We believe our product revenue will increase as we secure opportunities to
manufacture third party products with silicon nitride, launch and generate
revenue from our ceramic armor products, and as we continue to introduce new
products into the market.
We derive grant revenue from grants and awards provided by governmental
agencies.
Cost of Revenue
The expenses that are included in cost of revenue include all in-house
manufacturing costs for the products we manufacture.
Gross Profit
Our gross profit measures our product revenue relative to our cost of revenue.
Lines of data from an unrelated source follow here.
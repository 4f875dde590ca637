use std::fmt;

use gpui::SharedString;

/// Identity of an open document as reported by the host.
#[derive(Clone, Debug, PartialEq, Eq, Hash)]
pub struct FileHandle {
    path: SharedString,
}

impl FileHandle {
    pub fn new(path: impl Into<SharedString>) -> Self {
        Self { path: path.into() }
    }

    pub fn path(&self) -> &SharedString {
        &self.path
    }

    /// Last path component, used as the primary row label.
    pub fn file_name(&self) -> &str {
        let path: &str = &self.path;
        path.rsplit(['/', '\\']).next().unwrap_or_default()
    }

    /// Everything before the last path component, used for the secondary line.
    pub fn parent_dir(&self) -> Option<&str> {
        let path: &str = &self.path;
        let parent = &path[..path.len() - self.file_name().len()];
        let parent = parent.trim_end_matches(['/', '\\']);
        (!parent.is_empty()).then_some(parent)
    }
}

impl fmt::Display for FileHandle {
    fn fmt(&self, f: &mut fmt::Formatter<'_>) -> fmt::Result {
        f.write_str(&self.path)
    }
}

/// Opaque handle of an editor window or pane.
#[derive(Clone, Copy, Debug, PartialEq, Eq, Hash, PartialOrd, Ord)]
pub struct GroupKey(u64);

impl GroupKey {
    pub const fn new(id: u64) -> Self {
        Self(id)
    }

    pub fn as_u64(&self) -> u64 {
        self.0
    }
}

#[derive(Clone, Debug)]
pub struct GroupHeader {
    pub title: SharedString,
    pub group: GroupKey,
}

impl GroupHeader {
    pub fn structurally_eq(&self, other: &GroupHeader) -> bool {
        self.title == other.title && self.group == other.group
    }
}

#[derive(Clone, Debug)]
pub struct FileEntry {
    pub file: FileHandle,
    pub pinned: bool,
    pub active: bool,
    pub group: GroupKey,
}

impl FileEntry {
    pub fn new(file: FileHandle, group: GroupKey) -> Self {
        Self {
            file,
            pinned: false,
            active: false,
            group,
        }
    }

    pub fn pinned(mut self, pinned: bool) -> Self {
        self.pinned = pinned;
        self
    }

    pub fn active(mut self, active: bool) -> Self {
        self.active = active;
        self
    }

    pub fn structurally_eq(&self, other: &FileEntry) -> bool {
        self.file == other.file
            && self.pinned == other.pinned
            && self.active == other.active
            && self.group == other.group
    }
}

/// A row of the open editors list.
#[derive(Clone, Debug)]
pub enum ListItem {
    GroupHeader(GroupHeader),
    FileEntry(FileEntry),
}

impl ListItem {
    pub fn header(title: impl Into<SharedString>, group: GroupKey) -> Self {
        ListItem::GroupHeader(GroupHeader {
            title: title.into(),
            group,
        })
    }

    /// Compares semantic fields only. Rows of different kinds are never equal.
    pub fn structurally_eq(&self, other: &ListItem) -> bool {
        match (self, other) {
            (ListItem::GroupHeader(a), ListItem::GroupHeader(b)) => a.structurally_eq(b),
            (ListItem::FileEntry(a), ListItem::FileEntry(b)) => a.structurally_eq(b),
            _ => false,
        }
    }

    pub fn group(&self) -> GroupKey {
        match self {
            ListItem::GroupHeader(header) => header.group,
            ListItem::FileEntry(entry) => entry.group,
        }
    }

    pub fn as_file_entry(&self) -> Option<&FileEntry> {
        match self {
            ListItem::FileEntry(entry) => Some(entry),
            ListItem::GroupHeader(_) => None,
        }
    }

    pub fn is_header(&self) -> bool {
        matches!(self, ListItem::GroupHeader(_))
    }
}

impl From<FileEntry> for ListItem {
    fn from(entry: FileEntry) -> Self {
        ListItem::FileEntry(entry)
    }
}

/// The open documents of one editor window, already split by pin state.
#[derive(Clone, Debug)]
pub struct EditorGroup {
    pub title: SharedString,
    pub group: GroupKey,
    pub pinned: Vec<FileEntry>,
    pub unpinned: Vec<FileEntry>,
}

impl EditorGroup {
    pub fn new(title: impl Into<SharedString>, group: GroupKey) -> Self {
        Self {
            title: title.into(),
            group,
            pinned: Vec::new(),
            unpinned: Vec::new(),
        }
    }

    /// Append a file, routing it to the pinned or unpinned partition.
    pub fn file(mut self, file: FileHandle, pinned: bool, active: bool) -> Self {
        let entry = FileEntry::new(file, self.group)
            .pinned(pinned)
            .active(active);
        if pinned {
            self.pinned.push(entry);
        } else {
            self.unpinned.push(entry);
        }
        self
    }

    pub fn len(&self) -> usize {
        self.pinned.len() + self.unpinned.len()
    }

    pub fn is_empty(&self) -> bool {
        self.pinned.is_empty() && self.unpinned.is_empty()
    }
}

/// Flatten groups into display rows.
///
/// Each group contributes a header (only when there is more than one group),
/// then its pinned entries, then its unpinned entries.
pub fn build_list_items(groups: &[EditorGroup]) -> Vec<ListItem> {
    let show_headers = groups.len() > 1;
    let mut items = Vec::with_capacity(groups.iter().map(|g| g.len() + 1).sum());

    for group in groups {
        if show_headers {
            items.push(ListItem::header(group.title.clone(), group.group));
        }
        items.extend(group.pinned.iter().cloned().map(ListItem::FileEntry));
        items.extend(group.unpinned.iter().cloned().map(ListItem::FileEntry));
    }

    items
}

/// Where an editor window lives relative to the main application frame.
#[derive(Clone, Copy, Debug, PartialEq, Eq)]
pub enum GroupPlacement {
    /// A split inside the main frame, by position.
    MainFrame(usize),
    /// A detached editor window, by position.
    Floating(usize),
}

/// Title shown in a group header.
///
/// Titles are empty when `total_groups <= 1` since no header is rendered then.
pub fn group_title(placement: GroupPlacement, total_groups: usize) -> SharedString {
    if total_groups <= 1 {
        return SharedString::default();
    }

    match placement {
        GroupPlacement::MainFrame(0) => "Main Editor".into(),
        GroupPlacement::MainFrame(1) => "Split View".into(),
        GroupPlacement::MainFrame(ix) => format!("Split View {ix}").into(),
        GroupPlacement::Floating(ix) => format!("Window {}", ix + 1).into(),
    }
}

#[cfg(test)]
mod tests {
    use super::*;

    const MAIN: GroupKey = GroupKey::new(1);
    const SPLIT: GroupKey = GroupKey::new(2);

    fn dump(items: &[ListItem]) -> Vec<String> {
        items
            .iter()
            .map(|item| match item {
                ListItem::GroupHeader(h) => format!("# {}", h.title),
                ListItem::FileEntry(e) if e.pinned => format!("{}*", e.file.file_name()),
                ListItem::FileEntry(e) => e.file.file_name().to_string(),
            })
            .collect()
    }

    #[test]
    fn file_handle_splits_name_and_parent() {
        let file = FileHandle::new("src/app/main.rs");
        assert_eq!(file.file_name(), "main.rs");
        assert_eq!(file.parent_dir(), Some("src/app"));

        let bare = FileHandle::new("Cargo.toml");
        assert_eq!(bare.file_name(), "Cargo.toml");
        assert_eq!(bare.parent_dir(), None);
    }

    #[test]
    fn structural_equality_ignores_nothing_semantic() {
        let a = ListItem::from(FileEntry::new(FileHandle::new("a.rs"), MAIN));
        let same = ListItem::from(FileEntry::new(FileHandle::new("a.rs"), MAIN));
        let pinned = ListItem::from(FileEntry::new(FileHandle::new("a.rs"), MAIN).pinned(true));
        let active = ListItem::from(FileEntry::new(FileHandle::new("a.rs"), MAIN).active(true));
        let other_group = ListItem::from(FileEntry::new(FileHandle::new("a.rs"), SPLIT));

        assert!(a.structurally_eq(&same));
        assert!(!a.structurally_eq(&pinned));
        assert!(!a.structurally_eq(&active));
        assert!(!a.structurally_eq(&other_group));
        assert!(!a.structurally_eq(&ListItem::header("a.rs", MAIN)));
        assert!(ListItem::header("Main", MAIN).structurally_eq(&ListItem::header("Main", MAIN)));
        assert!(!ListItem::header("Main", MAIN).structurally_eq(&ListItem::header("Main", SPLIT)));
    }

    #[test]
    fn single_group_has_no_header() {
        let groups = vec![
            EditorGroup::new("", MAIN)
                .file(FileHandle::new("c.rs"), false, false)
                .file(FileHandle::new("a.rs"), true, false)
                .file(FileHandle::new("b.rs"), true, true),
        ];

        assert_eq!(dump(&build_list_items(&groups)), vec!["a.rs*", "b.rs*", "c.rs"]);
    }

    #[test]
    fn each_group_gets_one_header_before_its_members() {
        let groups = vec![
            EditorGroup::new("Main Editor", MAIN)
                .file(FileHandle::new("a.rs"), false, false)
                .file(FileHandle::new("b.rs"), true, false),
            EditorGroup::new("Split View", SPLIT).file(FileHandle::new("c.rs"), false, true),
        ];

        assert_eq!(
            dump(&build_list_items(&groups)),
            vec!["# Main Editor", "b.rs*", "a.rs", "# Split View", "c.rs"]
        );
    }

    #[test]
    fn empty_input_builds_nothing() {
        assert!(build_list_items(&[]).is_empty());
    }

    #[test]
    fn group_titles_follow_placement() {
        assert_eq!(group_title(GroupPlacement::MainFrame(0), 1).to_string(), "");
        assert_eq!(group_title(GroupPlacement::MainFrame(0), 3).to_string(), "Main Editor");
        assert_eq!(group_title(GroupPlacement::MainFrame(1), 3).to_string(), "Split View");
        assert_eq!(group_title(GroupPlacement::MainFrame(2), 3).to_string(), "Split View 2");
        assert_eq!(group_title(GroupPlacement::Floating(0), 3).to_string(), "Window 1");
    }
}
We expect our gross profit percentage to decrease as we expand the penetration
of our silicon nitride technology platform through OEM and private label
partnerships, which offer additional avenues for the adoption of silicon
nitride. Prior to the sale of our retail spine implant business, our revenues
and gross profits were based on our retail sales. With the focus on OEM and
private label partnerships, the margins are lower, thus causing the decrease in
our gross profit percentage.
Research and Development Expenses
Our research and development costs are expensed as incurred. Research and
development costs consist of engineering, product development, clinical trials,
test-part manufacturing, testing, developing and validating the manufacturing
process, manufacturing, facility and regulatory-related costs. Research and
development expenses also include employee compensation, employee and
non-employee stock-based compensation, supplies and materials, consultant
services, and travel and facilities expenses related to research and development
activities.
We expect to incur additional research and development costs as we continue to
develop new medical devices, industrial and ceramic armor products, product
candidates for antipathogenic applications, and other products which may
increase our total research and development expenses.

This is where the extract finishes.